DIRECTIONS FOR THIS TASK —
Every line of the data that contains the string "message" must be copied.

RECORDS SUPPLIED Start Marker

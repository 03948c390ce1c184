//! Evaluation error types
//!
//! This module defines [`EvalError`], covering everything that can go wrong
//! while evaluating a postfix expression. Every variant is a returned value:
//! evaluation failures abort the current evaluation only, never the process.
//!
//! Errors carry the byte `position` of the offending character in the
//! expression where one exists, so callers can point at the exact spot.

use std::fmt;

/// Errors raised while evaluating a postfix expression.
#[derive(Debug, Clone, PartialEq, Eq)]
pub enum EvalError {
    /// The expression is structurally broken: an operator arrived with fewer
    /// than two operands available, or the whole input produced no result
    /// (empty or whitespace-only). `position` is absent in the latter case.
    InvalidExpression {
        message: String,
        position: Option<usize>,
    },

    /// Integer division with a zero divisor.
    DivisionByZero { position: usize },

    /// A character that is neither a digit, a separator, nor a known
    /// operator.
    UnknownOperator { symbol: char, position: usize },

    /// Checked arithmetic overflowed the `i64` range.
    IntegerOverflow { operation: String, position: usize },

    /// The working stack hit its capacity mid-evaluation, so an operand
    /// could not be stored.
    StackExhausted { capacity: usize, position: usize },
}

impl fmt::Display for EvalError {
    fn fmt(&self, f: &mut fmt::Formatter<'_>) -> fmt::Result {
        match self {
            EvalError::InvalidExpression { message, position } => {
                write!(f, "Invalid postfix expression: {}", message)?;
                if let Some(position) = position {
                    write!(f, " at position {}", position)?;
                }
                Ok(())
            }
            EvalError::DivisionByZero { position } => {
                write!(f, "Division by zero at position {}", position)
            }
            EvalError::UnknownOperator { symbol, position } => {
                write!(f, "Unknown operator '{}' at position {}", symbol, position)
            }
            EvalError::IntegerOverflow {
                operation,
                position,
            } => {
                write!(
                    f,
                    "Integer overflow in operation: {} at position {}",
                    operation, position
                )
            }
            EvalError::StackExhausted { capacity, position } => {
                write!(
                    f,
                    "Operand stack exhausted (capacity {}) at position {}",
                    capacity, position
                )
            }
        }
    }
}

impl std::error::Error for EvalError {}
//! Individual pane rendering modules

pub mod log;
pub mod stack;
pub mod status;

pub use log::render_log_pane;
pub use stack::{render_stack_pane, StackScrollState};
pub use status::{render_status_bar, StatusRenderData};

RECORDS SUPPLIED End Marker

ANSWER AREA —
        message: String,
            EvalError::InvalidExpression { message, position } => {
                write!(f, "Invalid postfix expression: {}", message)?;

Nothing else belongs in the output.